After deer hunting for over 45 years, I strongly believe that luck is a huge factor in deer hunting...

So you see where luck is a factor here. It all depends on where the deer are that day and ultimately where they are going. I don't care how good you are! Deer are not "Slot Cars". They can go anywhere they want anytime they want!

I have the same number of seasons under my belt as you, and completely agree. There is more luck involved than even the most consistently successful, or "lucky" guys will usually admit. I've killed more than my share of mature, big bucks, and been very fortunate to have done so. Even when my plans came together, and strategy worked out, it still requires a lot of luck to seal the deal. Could give tons of examples but I shouldn't have to. Honest reflection on most of our hunts for big bucks should reveal us saying at one point of another, I was lucky he did this, or didn't do that, etc. 

You can work meticulously to find and pattern a mature buck, position yourself correctly, wait for the perfect time and wind, sneak into the spot with the stealth of a ninja, wait motionlessly for the buck to show, and it either doesn't because of something you couldn't control (public land, other hunters, people scouting, early doe in heat comes through and draws him away, coyote crashes his bed, etc.) or does show, and instead of walking through your shooting lane, barely detours around it in just enough cover that you can't shoot, or a multitude of other things can spoil the best laid plans.

I've had battling turkeys reroute a big 10 point that was coming to feast on white oak acorns for an easy shot, bad luck.

The buck that stops exactly where you need him to for a shot, without mouth grunting to stop him (hate doing that), or the doe being nudged by a buck that runs, and comes right to your stand, and shooting lane,  after it looks like they were headed another direction, good luck. Etc., etc..

Just too many things you can't control that make or break every hunt. This season, it was guys scouting for hidden wood duck haunts this past week that blew 2 mature bucks out of beds and off patterns I had locked in about as good as I ever had. I had one of them on 3 cameras at stands over scrapes, in daylight for 2 weeks, several times, and the other just relocated closer to a doe group and was bedding near a swamp and started showing, in daylight, on scrapes, well before dark, 10 days ago. 

Last 10 days of October are the best time to hunt this particular area, on this pattern (scrapes). Pulled the cards in the rain last week, saw the consistent daylight movement up to October 14th, and playing marginal crosswinds, bounced around the 5 stands I have in their daylight range since the 20th with not a single sighting, not any deer. Found out why when the Southern region duck season opened yesterday and at 6:50am, the woods erupted in shotgun blasts. Ran into the guys on the side of the road and they told me they scouted these vernal ponds and swamps for wood ducks all week, which is the bedding area of those bucks. No one has ever duck hunted this big, flat piece of woods in the 29 years I've deer hunted it. Just bad luck. 
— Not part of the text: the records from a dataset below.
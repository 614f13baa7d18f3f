//! 待办的完成 / 编辑 / 删除对话框

use crate::auth::{call, use_auth};
use crate::components::icons::*;
use crate::photo::{read_data_url, selected_file};
use cn19::shared::protocol::{DeletePendenciaRequest, EditPendenciaRequest, FinalizePendenciaRequest};
use cn19::shared::{FormConfig, Pendencia, Tipo};
use leptos::prelude::*;
use leptos::task::spawn_local;

fn modal_class(open: bool) -> &'static str {
    if open { "modal modal-open" } else { "modal" }
}

/// 照片选择框，读取完成后写入 `set_photo`
#[component]
pub fn PhotoInput(
    #[prop(into)] label: String,
    photo: ReadSignal<Option<String>>,
    set_photo: WriteSignal<Option<String>>,
) -> impl IntoView {
    let (reading, set_reading) = signal(false);
    let (error, set_error) = signal(Option::<String>::None);

    let on_change = move |ev: leptos::ev::Event| {
        let Some(file) = selected_file(&ev) else {
            return;
        };
        set_reading.set(true);
        set_error.set(None);
        spawn_local(async move {
            match read_data_url(&file).await {
                Ok(url) => set_photo.set(Some(url)),
                Err(e) => {
                    tracing::warn!(error = %e, "photo read failed");
                    set_error.set(Some("Não foi possível ler a foto".to_string()));
                }
            }
            set_reading.set(false);
        });
    };

    view! {
        <div class="form-control">
            <label class="label">
                <span class="label-text flex items-center gap-2"><Camera attr:class="h-4 w-4" />{label}</span>
            </label>
            <input type="file" accept="image/*" class="file-input file-input-bordered w-full" on:change=on_change />
            <Show when=move || reading.get()>
                <span class="loading loading-dots loading-sm mt-2"></span>
            </Show>
            <Show when=move || error.with(Option::is_some)>
                <span class="text-error text-sm mt-1">{move || error.get().unwrap_or_default()}</span>
            </Show>
            <Show when=move || photo.with(Option::is_some)>
                <img class="mt-2 rounded-box max-h-48 object-contain" src=move || photo.get().unwrap_or_default() />
            </Show>
        </div>
    }
}

// =========================================================
// 完成
// =========================================================

#[component]
pub fn FinalizeModal(
    target: ReadSignal<Option<Pendencia>>,
    #[prop(into)] on_close: Callback<()>,
    #[prop(into)] on_done: Callback<Pendencia>,
) -> impl IntoView {
    let auth = use_auth();
    let (notes, set_notes) = signal(String::new());
    let (photo, set_photo) = signal(Option::<String>::None);
    let (saving, set_saving) = signal(false);
    let (error, set_error) = signal(Option::<String>::None);

    // 每次打开都重置表单
    Effect::new(move |_| {
        if target.with(Option::is_some) {
            set_notes.set(String::new());
            set_photo.set(None);
            set_error.set(None);
        }
    });

    let on_submit = move |ev: leptos::ev::SubmitEvent| {
        ev.prevent_default();
        let Some(p) = target.get() else { return };
        let req = FinalizePendenciaRequest::new(p.id, notes.get(), photo.get().unwrap_or_default());
        let req = match req.normalized() {
            Ok(req) => req,
            Err(e) => {
                set_error.set(Some(e.to_string()));
                return;
            }
        };

        set_saving.set(true);
        spawn_local(async move {
            match call(&auth, req).await {
                Ok(updated) => on_done.run(updated),
                Err(e) => set_error.set(Some(e.detail_or("Erro ao finalizar pendência").to_string())),
            }
            set_saving.set(false);
        });
    };

    view! {
        <div class=move || modal_class(target.with(Option::is_some))>
            <div class="modal-box">
                <h3 class="font-bold text-lg">"Finalizar pendência"</h3>
                <p class="py-2 text-base-content/70">
                    {move || target.with(|t| t.as_ref().map(|p| format!("{} · {}", p.site, p.subtipo)).unwrap_or_default())}
                </p>
                <form on:submit=on_submit class="space-y-4">
                    <div class="form-control">
                        <label class="label"><span class="label-text">"Informações de fechamento"</span></label>
                        <textarea
                            class="textarea textarea-bordered h-24"
                            on:input=move |ev| set_notes.set(event_target_value(&ev))
                            prop:value=notes
                        ></textarea>
                    </div>
                    <PhotoInput label="Foto de fechamento" photo=photo set_photo=set_photo />
                    <Show when=move || error.with(Option::is_some)>
                        <div class="alert alert-error text-sm py-2"><span>{move || error.get().unwrap_or_default()}</span></div>
                    </Show>
                    <div class="modal-action">
                        <button type="button" class="btn btn-ghost" on:click=move |_| on_close.run(())>"Cancelar"</button>
                        <button type="submit" class="btn btn-success gap-2" disabled=move || saving.get()>
                            <CheckCircle attr:class="h-4 w-4" /> "Finalizar"
                        </button>
                    </div>
                </form>
            </div>
        </div>
    }
}

// =========================================================
// 编辑
// =========================================================

#[component]
pub fn EditModal(
    target: ReadSignal<Option<Pendencia>>,
    form_config: ReadSignal<FormConfig>,
    #[prop(into)] on_close: Callback<()>,
    #[prop(into)] on_done: Callback<Pendencia>,
) -> impl IntoView {
    let auth = use_auth();
    let (site, set_site) = signal(String::new());
    let (ami, set_ami) = signal(String::new());
    let (tipo, set_tipo) = signal(Tipo::Energia);
    let (subtipo, set_subtipo) = signal(String::new());
    let (observacoes, set_observacoes) = signal(String::new());
    let (photo, set_photo) = signal(Option::<String>::None);
    let (saving, set_saving) = signal(false);
    let (error, set_error) = signal(Option::<String>::None);

    Effect::new(move |_| {
        if let Some(p) = target.get() {
            set_site.set(p.site.clone());
            set_ami.set(p.ami.clone().unwrap_or_default());
            set_tipo.set(p.tipo);
            set_subtipo.set(p.subtipo.clone());
            set_observacoes.set(p.observacoes.clone());
            set_photo.set(p.foto_base64.clone());
            set_error.set(None);
        }
    });

    let on_submit = move |ev: leptos::ev::SubmitEvent| {
        ev.prevent_default();
        let Some(p) = target.get() else { return };
        let mut req = EditPendenciaRequest::from_pendencia(&p);
        req.site = site.get();
        req.ami = Some(ami.get());
        req.tipo = tipo.get();
        req.subtipo = subtipo.get();
        req.observacoes = observacoes.get();
        req.foto_base64 = photo.get();
        let req = match req.normalized() {
            Ok(req) => req,
            Err(e) => {
                set_error.set(Some(e.to_string()));
                return;
            }
        };

        set_saving.set(true);
        spawn_local(async move {
            match call(&auth, req).await {
                Ok(updated) => on_done.run(updated),
                Err(e) => set_error.set(Some(e.detail_or("Erro ao editar pendência").to_string())),
            }
            set_saving.set(false);
        });
    };

    let options = move || form_config.with(|c| c.options_for(tipo.get()).to_vec());

    view! {
        <div class=move || modal_class(target.with(Option::is_some))>
            <div class="modal-box max-w-2xl">
                <h3 class="font-bold text-lg">"Editar pendência"</h3>
                <form on:submit=on_submit class="space-y-4 mt-4">
                    <div class="grid grid-cols-2 gap-4">
                        <div class="form-control">
                            <label class="label"><span class="label-text">"Site"</span></label>
                            <input type="text" class="input input-bordered" prop:value=site
                                on:input=move |ev| set_site.set(event_target_value(&ev)) />
                        </div>
                        <div class="form-control">
                            <label class="label"><span class="label-text">"AMI (opcional)"</span></label>
                            <input type="text" class="input input-bordered" prop:value=ami
                                on:input=move |ev| set_ami.set(event_target_value(&ev)) />
                        </div>
                    </div>
                    <div class="grid grid-cols-2 gap-4">
                        <div class="form-control">
                            <label class="label"><span class="label-text">"Tipo"</span></label>
                            <select class="select select-bordered" on:change=move |ev| {
                                if let Some(t) = Tipo::parse(&event_target_value(&ev)) {
                                    set_tipo.set(t);
                                    set_subtipo.set(String::new());
                                }
                            }>
                                {Tipo::ALL.into_iter().map(|t| view! {
                                    <option value=t.as_str() selected=move || tipo.get() == t>{t.as_str()}</option>
                                }).collect_view()}
                            </select>
                        </div>
                        <div class="form-control">
                            <label class="label"><span class="label-text">"Subtipo"</span></label>
                            <select class="select select-bordered" on:change=move |ev| set_subtipo.set(event_target_value(&ev))>
                                <option value="" selected=move || subtipo.with(String::is_empty)>"Selecione"</option>
                                {move || options().into_iter().map(|o| {
                                    let value = o.clone();
                                    view! {
                                        <option value=o.clone() selected=move || subtipo.get() == value>{o}</option>
                                    }
                                }).collect_view()}
                            </select>
                        </div>
                    </div>
                    <div class="form-control">
                        <label class="label"><span class="label-text">"Observações"</span></label>
                        <textarea class="textarea textarea-bordered h-24" prop:value=observacoes
                            on:input=move |ev| set_observacoes.set(event_target_value(&ev))></textarea>
                    </div>
                    <PhotoInput label="Substituir foto" photo=photo set_photo=set_photo />
                    <Show when=move || error.with(Option::is_some)>
                        <div class="alert alert-error text-sm py-2"><span>{move || error.get().unwrap_or_default()}</span></div>
                    </Show>
                    <div class="modal-action">
                        <button type="button" class="btn btn-ghost" on:click=move |_| on_close.run(())>"Cancelar"</button>
                        <button type="submit" class="btn btn-primary gap-2" disabled=move || saving.get()>
                            <Pencil attr:class="h-4 w-4" /> "Salvar"
                        </button>
                    </div>
                </form>
            </div>
        </div>
    }
}

// =========================================================
// 删除
// =========================================================

#[component]
pub fn DeleteModal(
    target: ReadSignal<Option<Pendencia>>,
    #[prop(into)] on_close: Callback<()>,
    #[prop(into)] on_done: Callback<String>,
) -> impl IntoView {
    let auth = use_auth();
    let (deleting, set_deleting) = signal(false);
    let (error, set_error) = signal(Option::<String>::None);

    let on_confirm = move |_| {
        let Some(p) = target.get() else { return };
        set_deleting.set(true);
        set_error.set(None);
        spawn_local(async move {
            let id = p.id.clone();
            match call(&auth, DeletePendenciaRequest { id: p.id }).await {
                Ok(_) => on_done.run(id),
                Err(e) => set_error.set(Some(e.detail_or("Erro ao excluir pendência").to_string())),
            }
            set_deleting.set(false);
        });
    };

    view! {
        <div class=move || modal_class(target.with(Option::is_some))>
            <div class="modal-box">
                <h3 class="font-bold text-lg text-error">"Excluir pendência"</h3>
                <p class="py-4">
                    "Tem certeza que deseja excluir a pendência do site "
                    <span class="font-semibold">{move || target.with(|t| t.as_ref().map(|p| p.site.clone()).unwrap_or_default())}</span>
                    "? Esta ação não pode ser desfeita."
                </p>
                <Show when=move || error.with(Option::is_some)>
                    <div class="alert alert-error text-sm py-2"><span>{move || error.get().unwrap_or_default()}</span></div>
                </Show>
                <div class="modal-action">
                    <button class="btn btn-ghost" on:click=move |_| on_close.run(())>"Cancelar"</button>
                    <button class="btn btn-error gap-2" disabled=move || deleting.get() on:click=on_confirm>
                        <Trash2 attr:class="h-4 w-4" /> "Excluir"
                    </button>
                </div>
            </div>
        </div>
    }
}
If you are hunting public land and are able to kill a mature buck because something like that doesn’t happen, it is good luck. Probably 90 percent of “my plans” on public land are ruined by other people and their plans. When that doesn’t happen, it’s good luck and a major factor in being able to kill mature bucks. There is a reason the saying goes: “I’d rather be lucky than good any day”. Good puts you in the game, luck helps seal the deal.

Not monsters, but about as good as they get for public land in this area, they gone now. Pulled the cards after the morning hunt, not a single pic of either buck, just some guys walking through.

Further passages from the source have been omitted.